FilterByExpr low counts with small sample size
1
0
Entering edit mode
Jonathan ▴ 10
@c31cf0e5
Last seen 20 days ago
United States

I have 160 samples for a bulk-RNASeq project; 138 are of condition "X" that I (currently) don't care about, and the remaining 22 are of the investigated condition "Y" that is of interest. Condition "Y" has 6 subgroups (A-F), which are very small, 2-7 samples each, and I want to compare them.

Thus, I've created a model matrix of each subgroup (using the formula: ~0 + subgroup), and each has the following number of samples:

X Y_A Y_B Y_C Y_D Y_E Y_F
138 7 4 3 3 3 2

_

Samples from condition "X" were kept for analysis as was suggested here.

Running FilterByExpr filtered most of the symbols (57905 => 20593) but with too many low-reads; I can tell this by creating a histogram: Ave Log CPM before and after filterByExpr

...or by looking at the voom plot, which looks... hideous:

Voom plots

So,

  • Did I do something wrong?
  • Should I change the FilterByExpr parameters?
  • Should I filter differently, e.g., by taking some minimal AveLogCPM from the entire cohort?
    • Or only genes that pass a certain AveLogCPM from BOTH X and from Y?
    • Or perhaps genes that AveLogCPM pass each of the 7 subgroups independently?

Any suggestion is welcomed!

edgeR • 985 views
ADD COMMENT
0
Entering edit mode

Are you running voom or voomLmFit? Did you run normLibSizes() in edgeR prior to voom? Are you starting with counts?

ADD REPLY
0
Entering edit mode

Usually I run voomLmFit, although in order to create the mean-variance trend plots for this particular post, I ran voom; I've checked - they both yield a similar plot.

I'm starting with counts (in the following snippet, exprs.mat holds counts), and I run calcNormFactors instead of normLibSizes. My code is as follows:

design.mat<-model.matrix(~0 + subgroup, data=pdata.df)
DGE<-DGEList(counts = exprs.mat, samples = pdata.df) %>% calcNormFactors()
keep.expr = filterByExpr(DGE, design = design.mat)
DGE.filter = DGE[keep.expr, , keep.lib.sizes = F] %>% calcNormFactors()
voomLmFit(counts = DGE.filter, design = design.mat, block = pdata.df$PatientID, plot = T, normalize.method = "none")

For quantile normalization, I don't use TMM (as explained here), so the last line is

voomLmFit(counts = exprs.mat[keep.expr, ], design = design.mat, block = pdata.df$PatientID, plot = T, normalize.method = "quantile")
ADD REPLY
3
Entering edit mode
@gordon-smyth
Last seen 3 minutes ago
WEHI, Melbourne, Australia

It doesn't seem to me that there is necessarily any problem with the analysis.

You say that there are "too many low-reads" but actually there is no requirement to avoid low counts in a limma analysis, especially if you use voomLmFit().

You say the voom plot looks "hideous" but the plot using the standard recommended pipeline with TMM normalization looks just fine. Quantile normalization has caused a J-shaped voom trend. If you don't like that, then why use quantile normalization? But I imagine the limma analysis will still work ok even with the J-shaped voom trend.

Regarding the larger question of condition "X", I would include "X" in the analysis only if the "X" samples are similar to the "Y" samples, and they were sequenced at the same time and you plan to make comparison between "X" and "Y" at some future stage of the project.

I don't see any need to change the filtering. I would not recommend filtering on AveLogCPM.

ADD COMMENT
0
Entering edit mode

Thank you for your answer; However, I have some follow-up questions.

Following up in In your 1-2-3 article, you say that

"... the voom-plot provides a visual check on the level of filtering performed upstream. If filtering of lowly-expressed genes is insufficient, a drop in variance levels can be observed at the low end of the expression scale due to very small counts. If this is observed, one should return to the earlier filtering step and increase the expression threshold applied to the dataset."

Also, in this (dated?) post, you said that

"Ideally the trend line should be monotonically decreasing. If it goes sharply up before trending down, then you haven't filtered enough"
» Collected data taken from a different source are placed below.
//! Server-side session: answers the inbound `initialize`/`initialized` handshake, gates handler
//! registration by the capabilities the server has declared, and drives `shutdown`/`exit`.
//!
//! Grounded on `src/service.rs` and `src/service/layers.rs`'s state-machine gating (`State::Created`
//! refusing traffic before `initialize`, `exit` refusing traffic after `shutdown`), generalized the
//! same way [`super::client::ClientSession`] generalizes `service/client.rs`: a method-name string
//! plus a `serde_json::Value` payload instead of a fixed `lsp_types::request::*` type parameter. The
//! capability-gated `on_request`/`on_notification` has no teacher precedent — the teacher baked
//! capability checks into generated per-method dispatch via `tower_lsp_macros`; here it is expressed
//! as an explicit, caller-supplied capability path consulted against [`CapabilityState::declares`],
//! since the LSP method-to-capability-key catalog itself is out of this crate's scope.

use std::sync::{Arc, Mutex};

use serde_json::Value;
use tracing::warn;

use crate::capability::{CapabilityMode, CapabilityState};
use crate::dispatcher::Dispatcher;
use crate::jsonrpc::{Error, Message, Request};
use crate::pending::PendingRequests;
use crate::registry::{HandlerRegistry, NotificationHandler, Registration, RequestHandler};
use crate::transport::{Disposable, Transport};
use crate::validation::ValidationTable;

use super::{SessionState, StateCell};

/// Methods that bypass capability gating entirely: the handshake itself, its teardown
/// counterparts, and the text-document synchronization notifications every server needs
/// regardless of which features it advertises.
const ALWAYS_REGISTRABLE: &[&str] = &[
    "initialize",
    "initialized",
    "shutdown",
    "exit",
    "textDocument/didOpen",
    "textDocument/didChange",
    "textDocument/didClose",
    "textDocument/didSave",
];

/// The server half of a JSON-RPC session: answers `initialize`, gates feature registration by
/// declared capabilities, and drives `shutdown`/`exit` to completion.
pub struct ServerSession {
    registry: Arc<HandlerRegistry>,
    pending: Arc<PendingRequests>,
    state: StateCell,
    dispatcher: Mutex<Option<Arc<Dispatcher>>>,
    attachment: Mutex<Option<Disposable>>,
    capabilities: Mutex<Value>,
    mode: CapabilityMode,
    validation: Arc<ValidationTable>,
}

impl ServerSession {
    /// Creates a session with no declared capabilities, gating registration in
    /// [`CapabilityMode::Strict`]. Use [`Self::with_mode`] for [`CapabilityMode::Compat`].
    pub fn new() -> Arc<Self> {
        Self::with_mode(CapabilityMode::Strict)
    }

    /// Creates a session gating registration according to `mode`.
    pub fn with_mode(mode: CapabilityMode) -> Arc<Self> {
        let session = Arc::new(ServerSession {
            registry: Arc::new(HandlerRegistry::new()),
            pending: Arc::new(PendingRequests::new()),
            state: StateCell::new(),
            dispatcher: Mutex::new(None),
            attachment: Mutex::new(None),
            capabilities: Mutex::new(Value::Object(Default::default())),
            mode,
            validation: Arc::new(ValidationTable::new()),
        });
        session.register_lifecycle_handlers();
        session
    }

    fn register_lifecycle_handlers(self: &Arc<Self>) {
        let this = self.clone();
        self.registry.on_request("shutdown", move |_params: Option<Value>, _token| {
            let this = this.clone();
            async move {
                this.state.set(SessionState::ShuttingDown);
                Ok(Value::Null)
            }
        });

        let this = self.clone();
        self.registry.on_notification("exit", move |_params: Option<Value>| {
            let this = this.clone();
            async move {
                this.state.set(SessionState::Shutdown);
                if let Some(dispatcher) = this.dispatcher.lock().unwrap().clone() {
                    dispatcher.fail_all_pending();
                }
                if let Some(attachment) = this.attachment.lock().unwrap().take() {
                    attachment.dispose();
                }
            }
        });
    }

    /// The session's current lifecycle state.
    pub fn state(&self) -> SessionState {
        self.state.get()
    }

    /// The capabilities object this server currently declares.
    pub fn capabilities(&self) -> Value {
        self.capabilities.lock().unwrap().clone()
    }

    /// Replaces the declared capabilities object wholesale.
    pub fn set_capabilities(&self, caps: Value) {
        *self.capabilities.lock().unwrap() = caps;
    }

    /// Merges `value` into the declared capabilities at `path` (dot-separated, creating
    /// intermediate objects as needed), returning `self` so calls may be chained, mirroring the
    /// teacher's `LspServiceBuilder` chaining style.
    pub fn register_capability(self: &Arc<Self>, path: &str, value: Value) -> Arc<Self> {
        let mut caps = self.capabilities.lock().unwrap();
        set_path(&mut caps, path, value);
        drop(caps);
        self.clone()
    }

    fn declares(&self, path: &str) -> bool {
        CapabilityState::new(self.capabilities(), self.mode).declares(path)
    }

    fn check_capability_gate(&self, method: &str, capability: Option<&str>) -> Result<(), Error> {
        if ALWAYS_REGISTRABLE.contains(&method) {
            return Ok(());
        }
        let Some(path) = capability else {
            return Ok(());
        };
        if self.declares(path) {
            return Ok(());
        }
        match self.mode {
            CapabilityMode::Strict => Err(Error::invalid_params(format!(
                "cannot register {method}: capability {path} was not declared"
            ))),
            CapabilityMode::Compat => {
                warn!("registering {method} for undeclared capability {path}");
                Ok(())
            }
        }
    }

    /// The table governing structural validation of inbound `params`, applied ahead of dispatch to
    /// any method a schema has been registered for via [`ValidationTable::set_schema`].
    pub fn validation(&self) -> &ValidationTable {
        &self.validation
    }

    /// Registers a request handler for `method`, gated by `capability` (a dot path into the
    /// declared capabilities object), unless `method` is always registrable (the lifecycle
    /// methods and text-document synchronization notifications). Pass `None` for a method this
    /// crate's caller considers always-on.
    ///
    /// If a schema was registered for `method` via [`Self::validation`], inbound `params` are
    /// checked against it before `handler` runs; a mismatch is reported back as `InvalidParams`
    /// without invoking `handler` at all.
    pub fn on_request<H>(
        &self,
        method: impl Into<String>,
        capability: Option<&str>,
        handler: H,
    ) -> Result<Registration, Error>
    where
        H: RequestHandler + 'static,
    {
        let method = method.into();
        self.check_capability_gate(&method, capability)?;

        let validation = self.validation.clone();
        let validated_method = method.clone();
        let handler: Arc<dyn RequestHandler> = Arc::new(handler);
        Ok(self.registry.on_request(method, move |params: Option<Value>, token| {
            let validation = validation.clone();
            let validated_method = validated_method.clone();
            let handler = handler.clone();
            async move {
                validation.validate(&validated_method, &params)?;
                handler.call(params, token).await
            }
        }))
    }

    /// Registers a notification handler for `method`, gated the same way as [`Self::on_request`].
    ///
    /// A `params` mismatch against a schema registered via [`Self::validation`] is logged and the
    /// notification is dropped without invoking `handler`, consistent with notifications never
    /// producing a response to report the error on.
    pub fn on_notification<H>(
        &self,
        method: impl Into<String>,
        capability: Option<&str>,
        handler: H,
    ) -> Result<Registration, Error>
    where
        H: NotificationHandler + 'static,
    {
        let method = method.into();
        self.check_capability_gate(&method, capability)?;

        let validation = self.validation.clone();
        let validated_method = method.clone();
        let handler: Arc<dyn NotificationHandler> = Arc::new(handler);
        Ok(self.registry.on_notification(method, move |params: Option<Value>| {
            let validation = validation.clone();
            let validated_method = validated_method.clone();
            let handler = handler.clone();
            async move {
                if let Err(err) = validation.validate(&validated_method, &params) {
                    warn!("dropping invalid {validated_method} notification: {}", err.message);
                    return;
                }
                handler.call(params).await
            }
        }))
    }

    /// Attaches `transport`, waits for the client's `initialize` request (replying with the
    /// declared capabilities) followed by its `initialized` notification, and transitions to
    /// [`SessionState::Initialized`]. Returns the client's `initialize` params.
    pub async fn listen(self: &Arc<Self>, transport: Arc<dyn Transport>) -> Result<Value, Error> {
        if self.state.get() != SessionState::Created {
            return Err(Error::invalid_request());
        }
        self.state.set(SessionState::Initializing);

        let (init_tx, init_rx) = futures::channel::oneshot::channel::<Value>();
        let init_tx = Arc::new(Mutex::new(Some(init_tx)));

        let this = self.clone();
        self.registry.on_request("initialize", move |params: Option<Value>, _token| {
            let this = this.clone();
            let init_tx = init_tx.clone();
            async move {
                if let Some(tx) = init_tx.lock().unwrap().take() {
                    let _ = tx.send(params.unwrap_or(Value::Null));
                } else {
                    return Err(Error::invalid_request());
                }
                Ok(serde_json::json!({ "capabilities": this.capabilities() }))
            }
        });

        let (initialized_tx, initialized_rx) = futures::channel::oneshot::channel::<()>();
        let initialized_tx = Arc::new(Mutex::new(Some(initialized_tx)));
        self.registry.on_notification("initialized", move |_params: Option<Value>| {
            let initialized_tx = initialized_tx.clone();
            async move {
                if let Some(tx) = initialized_tx.lock().unwrap().take() {
                    let _ = tx.send(());
                }
            }
        });

        let dispatcher = Dispatcher::new(transport, self.registry.clone(), self.pending.clone());
        let attachment = dispatcher.attach();

        let params = init_rx.await.map_err(|_| {
            Error::internal_error_with_message("transport closed before initialize arrived")
        })?;
        initialized_rx.await.map_err(|_| {
            Error::internal_error_with_message("transport closed before initialized arrived")
        })?;

        *self.dispatcher.lock().unwrap() = Some(dispatcher);
        *self.attachment.lock().unwrap() = Some(attachment);
        self.state.set(SessionState::Initialized);
        Ok(params)
    }

    fn dispatcher(&self) -> Result<Arc<Dispatcher>, Error> {
        self.dispatcher
            .lock()
            .unwrap()
            .clone()
            .ok_or_else(|| Error::internal_error_with_message("server session is not listening"))
    }

    /// Sends a request to the client.
    pub async fn send_request(&self, method: impl Into<String>, params: Value) -> Result<Value, Error> {
        let dispatcher = self.dispatcher()?;
        let id = self.pending.next_id();
        let (wait, _token) = self.pending.wait(id.clone());
        let request = Request::from_method(method.into(), id, params);
        dispatcher
            .send_outbound(Message::Request(request))
            .await
            .map_err(|e| Error::internal_error_with_message(e.to_string()))?;
        wait.await.into_parts().1
    }

    /// Sends a notification to the client. No response is expected.
    pub async fn send_notification(&self, method: impl Into<String>, params: Value) -> Result<(), Error> {
        let dispatcher = self.dispatcher()?;
        let notif = Request::notification_for(method.into(), params);
        dispatcher
            .send_outbound(Message::Request(notif))
            .await
            .map_err(|e| Error::internal_error_with_message(e.to_string()))
    }

    /// Transitions through `shuttingDown` to `shutdown` and detaches the transport. Idempotent.
    pub async fn shutdown(&self) -> Result<(), Error> {
        if matches!(self.state.get(), SessionState::Shutdown) {
            return Ok(());
        }
        self.state.set(SessionState::ShuttingDown);
        if let Some(dispatcher) = self.dispatcher.lock().unwrap().clone() {
            dispatcher.fail_all_pending();
        }
        if let Some(attachment) = self.attachment.lock().unwrap().take() {
            attachment.dispose();
        }
        self.state.set(SessionState::Shutdown);
        Ok(())
    }
}

fn set_path(target: &mut Value, path: &str, value: Value) {
    let mut segments = path.split('.').peekable();
    let mut current = target;
    while let Some(segment) = segments.next() {
        if !current.is_object() {
            *current = Value::Object(Default::default());
        }
        let map = current.as_object_mut().expect("just normalized to an object");
        if segments.peek().is_none() {
            map.insert(segment.to_string(), value);
            return;
        }
        current = map.entry(segment.to_string()).or_insert_with(|| Value::Object(Default::default()));
    }
}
Technically, both my Voom plots show a drop in variance levels on the low end (TMM less than Quantile).

Additionally, my filtered log-cpm plot does not have this nice "single-peak" (figure 1B in 1-2-3) and still keeps the bimodal distribution (akin to Figure 1A in 1-2-3).

So, my questions are about how can one be sure that we filtered "enough" genes? Is filterByExpr a "fail-safe" method? Should I employ another metric to determine "proper" filtering (maybe by running plotSA)?

ADD REPLY
1
Entering edit mode

There are some unusual aspects to your dataset.
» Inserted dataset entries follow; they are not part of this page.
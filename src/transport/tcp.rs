//! TCP client and server transports, with automatic reconnection on the client side.

use std::net::SocketAddr;
use std::sync::atomic::{AtomicBool, Ordering};
use std::sync::{Arc, Mutex};

use async_trait::async_trait;
use tokio::net::{TcpListener, TcpStream};
use tracing::{error, info, warn};

use super::io::IoTransport;
use super::{
    CloseListener, Disposable, ErrorListener, Listeners, MessageListener, ReconnectPolicy,
    Transport, TransportError, TransportState,
};
use crate::jsonrpc::Message;

/// Connects to `addr` over TCP, reconnecting according to `policy` if the connection drops.
pub async fn connect(addr: SocketAddr, policy: ReconnectPolicy) -> Result<Arc<dyn Transport>, TransportError> {
    let stream = TcpStream::connect(addr)
        .await
        .map_err(|e| TransportError::wrap("failed to connect", e))?;

    Ok(Arc::new(ReconnectingTcpTransport::new(addr, policy, stream)))
}

/// Binds `addr` and accepts TCP connections, serving exactly one peer at a time.
///
/// Awaits the first connection and returns a transport wired to it, matching the teacher's stdio
/// server, which likewise assumed exactly one client per process. Unlike `listen_once`, the
/// listener keeps running afterward in the background: a connection attempt while the current peer
/// is still active is accepted only to be immediately dropped, with an error reported to the
/// transport's error observers, matching the "one concurrent peer, extra connections rejected"
/// contract. Once the active peer disconnects, the next accepted connection becomes the new peer.
pub async fn listen(addr: SocketAddr) -> Result<Arc<dyn Transport>, TransportError> {
    let listener = TcpListener::bind(addr)
        .await
        .map_err(|e| TransportError::wrap("failed to bind", e))?;

    let (stream, peer) = listener
        .accept()
        .await
        .map_err(|e| TransportError::wrap("failed to accept connection", e))?;
    info!("accepted TCP connection from {peer}");

    let (read, write) = stream.into_split();
    let inner = Arc::new(IoTransport::new(read, write));
    let listeners = Listeners::new();
    let occupied = Arc::new(AtomicBool::new(true));
    let slot = Arc::new(Mutex::new(inner.clone()));

    wire_forwarding(&inner, &listeners);
    watch_occupancy(&inner, occupied.clone());
    spawn_accept_loop(listener, slot.clone(), listeners.clone(), occupied);

    Ok(Arc::new(TcpServerTransport {
        listeners,
        inner: slot,
        closed: Arc::new(AtomicBool::new(false)),
    }))
}

/// Accepts a single TCP connection on `addr` and returns a transport for it.
///
/// Unlike [`listen`], the listener is dropped as soon as the first peer connects: no further
/// connections, rejected or otherwise, are accepted afterward. Useful for tests and callers that
/// already enforce single-peer semantics at a higher level.
pub async fn listen_once(addr: SocketAddr) -> Result<Arc<dyn Transport>, TransportError> {
    let listener = TcpListener::bind(addr)
        .await
        .map_err(|e| TransportError::wrap("failed to bind", e))?;

    let (stream, peer) = listener
        .accept()
        .await
        .map_err(|e| TransportError::wrap("failed to accept connection", e))?;
    info!("accepted TCP connection from {peer}");

    let (read, write) = stream.into_split();
    Ok(Arc::new(IoTransport::new(read, write)))
}

fn watch_occupancy(inner: &Arc<IoTransport>, occupied: Arc<AtomicBool>) {
    inner.on_close(Box::new(move || {
        occupied.store(false, Ordering::SeqCst);
    }));
}

/// Keeps accepting connections on `listener` after the first peer is already being served,
/// rejecting any that arrive while `occupied` is set and otherwise promoting the new connection to
/// be the active peer.
fn spawn_accept_loop(
    listener: TcpListener,
    slot: Arc<Mutex<Arc<IoTransport>>>,
    listeners: Arc<Listeners>,
    occupied: Arc<AtomicBool>,
) {
    tokio::spawn(async move {
        loop {
            let (stream, peer) = match listener.accept().await {
                Ok(accepted) => accepted,
                Err(err) => {
                    listeners.notify_error(&TransportError::wrap("failed to accept connection", err));
                    continue;
                }
            };

            if occupied.load(Ordering::SeqCst) {
                warn!("rejecting additional TCP connection from {peer}: a peer is already connected");
                listeners.notify_error(&TransportError::new(format!(
                    "rejected additional connection from {peer}: only one concurrent peer is served"
                )));
                drop(stream);
                continue;
            }

            info!("accepted TCP connection from {peer}");
            let (read, write) = stream.into_split();
            let new_inner = Arc::new(IoTransport::new(read, write));
            wire_forwarding(&new_inner, &listeners);
            occupied.store(true, Ordering::SeqCst);
            watch_occupancy(&new_inner, occupied.clone());
            *slot.lock().unwrap() = new_inner;
        }
    });
}

/// A server-side TCP transport serving exactly one concurrent peer; additional connection attempts
/// while a peer is active are accepted then immediately dropped, with an error reported.
struct TcpServerTransport {
    listeners: Arc<Listeners>,
    inner: Arc<Mutex<Arc<IoTransport>>>,
    closed: Arc<AtomicBool>,
}

#[async_trait]
impl Transport for TcpServerTransport {
    async fn send(&self, message: Message) -> Result<(), TransportError> {
        let inner = self.inner.lock().unwrap().clone();
        inner.send(message).await
    }

    fn on_message(&self, listener: MessageListener) -> Disposable {
        self.listeners.add_message(listener)
    }

    fn on_error(&self, listener: ErrorListener) -> Disposable {
        self.listeners.add_error(listener)
    }

    fn on_close(&self, listener: CloseListener) -> Disposable {
        self.listeners.add_close(listener)
    }

    async fn close(&self) {
        self.closed.store(true, Ordering::SeqCst);
        let inner = self.inner.lock().unwrap().clone();
        inner.close().await;
    }

    fn state(&self) -> TransportState {
        if self.closed.load(Ordering::SeqCst) {
            TransportState::Closed
        } else {
            self.inner.lock().unwrap().state()
        }
    }
}

/// A client-side TCP transport that reconnects in the background according to a [`ReconnectPolicy`]
/// when the underlying connection drops.
struct ReconnectingTcpTransport {
    listeners: Arc<Listeners>,
    inner: Arc<Mutex<Arc<IoTransport>>>,
    closed: Arc<AtomicBool>,
}

impl ReconnectingTcpTransport {
    fn new(addr: SocketAddr, policy: ReconnectPolicy, stream: TcpStream) -> Self {
        let listeners = Listeners::new();
        let (read, write) = stream.into_split();
        let inner = Arc::new(IoTransport::new(read, write));
        let closed = Arc::new(AtomicBool::new(false));
        let slot = Arc::new(Mutex::new(inner.clone()));

        wire_forwarding(&inner, &listeners);
        spawn_reconnect_watch(addr, policy, inner, slot.clone(), listeners.clone(), closed.clone());

        ReconnectingTcpTransport {
            listeners,
            inner: slot,
            closed,
        }
    }
}

fn wire_forwarding(inner: &Arc<IoTransport>, listeners: &Arc<Listeners>) {
    let l = listeners.clone();
    inner.on_message(Box::new(move |msg: &Message| l.notify_message(msg)));
    let l = listeners.clone();
    inner.on_error(Box::new(move |err: &TransportError| l.notify_error(err)));
}

/// Watches `inner` for closure and, once it drops, reconnects in the background and swaps the
/// freshly connected transport into `slot` so that subsequent `send`/`close`/`state` calls made
/// through the outer [`ReconnectingTcpTransport`] route to the live connection.
fn spawn_reconnect_watch(
    addr: SocketAddr,
    policy: ReconnectPolicy,
    inner: Arc<IoTransport>,
    slot: Arc<Mutex<Arc<IoTransport>>>,
    listeners: Arc<Listeners>,
    closed: Arc<AtomicBool>,
) {
    let (tx, rx) = tokio::sync::oneshot::channel::<()>();
    inner.on_close(Box::new(move || {
        let _ = tx.send(());
    }));

    tokio::spawn(async move {
        if rx.await.is_err() || closed.load(Ordering::SeqCst) {
            return;
        }

        let mut attempt = 0;
        loop {
            if closed.load(Ordering::SeqCst) {
                return;
            }
            let Some(delay) = policy.delay_for(attempt) else {
                warn!("giving up reconnecting to {addr} after {attempt} attempts");
                listeners.notify_close();
                return;
            };
            tokio::time::sleep(delay).await;

            match TcpStream::connect(addr).await {
                Ok(stream) => {
                    info!("reconnected to {addr}");
                    let (read, write) = stream.into_split();
                    let new_inner = Arc::new(IoTransport::new(read, write));
                    wire_forwarding(&new_inner, &listeners);
                    *slot.lock().unwrap() = new_inner.clone();
                    spawn_reconnect_watch(addr, policy, new_inner, slot, listeners, closed);
                    return;
                }
                Err(err) => {
                    error!("reconnect attempt {attempt} to {addr} failed: {err}");
                    attempt += 1;
                }
            }
        }
    });
}

#[async_trait]
impl Transport for ReconnectingTcpTransport {
    async fn send(&self, message: Message) -> Result<(), TransportError> {
        let inner = self.inner.lock().unwrap().clone();
        inner.send(message).await
    }

    fn on_message(&self, listener: MessageListener) -> Disposable {
        self.listeners.add_message(listener)
    }

    fn on_error(&self, listener: ErrorListener) -> Disposable {
        self.listeners.add_error(listener)
    }

    fn on_close(&self, listener: CloseListener) -> Disposable {
        self.listeners.add_close(listener)
    }

    async fn close(&self) {
        self.closed.store(true, Ordering::SeqCst);
        let inner = self.inner.lock().unwrap().clone();
        inner.close().await;
    }

    fn state(&self) -> TransportState {
        if self.closed.load(Ordering::SeqCst) {
            TransportState::Closed
        } else {
            self.inner.lock().unwrap().state()
        }
    }
}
The first is that there is an extreme imbalance between the sample sizes for the different groups. This imbalance already makes it inevitable that you must keep many low counts in the analysis. There is just no way around that. The filtering has to keep genes that are expressed in a few as 2 samples, otherwise you risking losing genes that are specifically expressed in the Y_F subgroup. You cannot filter on aveLogCPM as you have proposed, because such filtering would be determined almost entirely by the X samples and you would lose any gene that is expressed in Y but not in X. filtering on aveLogCPM each of the 7 subgroups independently would contravene the independent filtering rule and would fail to control the FDR. On the other hand, filterByExpr() has done exactly what is necessary, keeping genes with a decent expression level in two or more samples.

You say that you have included X in the analysis because of advice I gave in an earlier thread, but you have taken my advice somewhat out of context. I advised the earlier poster not to remove groups that were already part of the dataset and were already included in the original analysis. I didn't advise them to add unrelated samples to the analysis. As I've said above, I would include X in your analysis only if they are closely related samples and if you do intend to include X in the DE comparisons at a future stage of the study.

A second curiosity is that the voom variance trends for your data look unusually flat without the strong decreasing trend that is usually characteristic of bulk RNA-seq data. I haven't seen this before so I don't know what has caused it, but it seems to be a characteristic of your data and the experimental design, perhaps something to do with how the counts were formed. It is not something that can be fixed by increasing the filtering.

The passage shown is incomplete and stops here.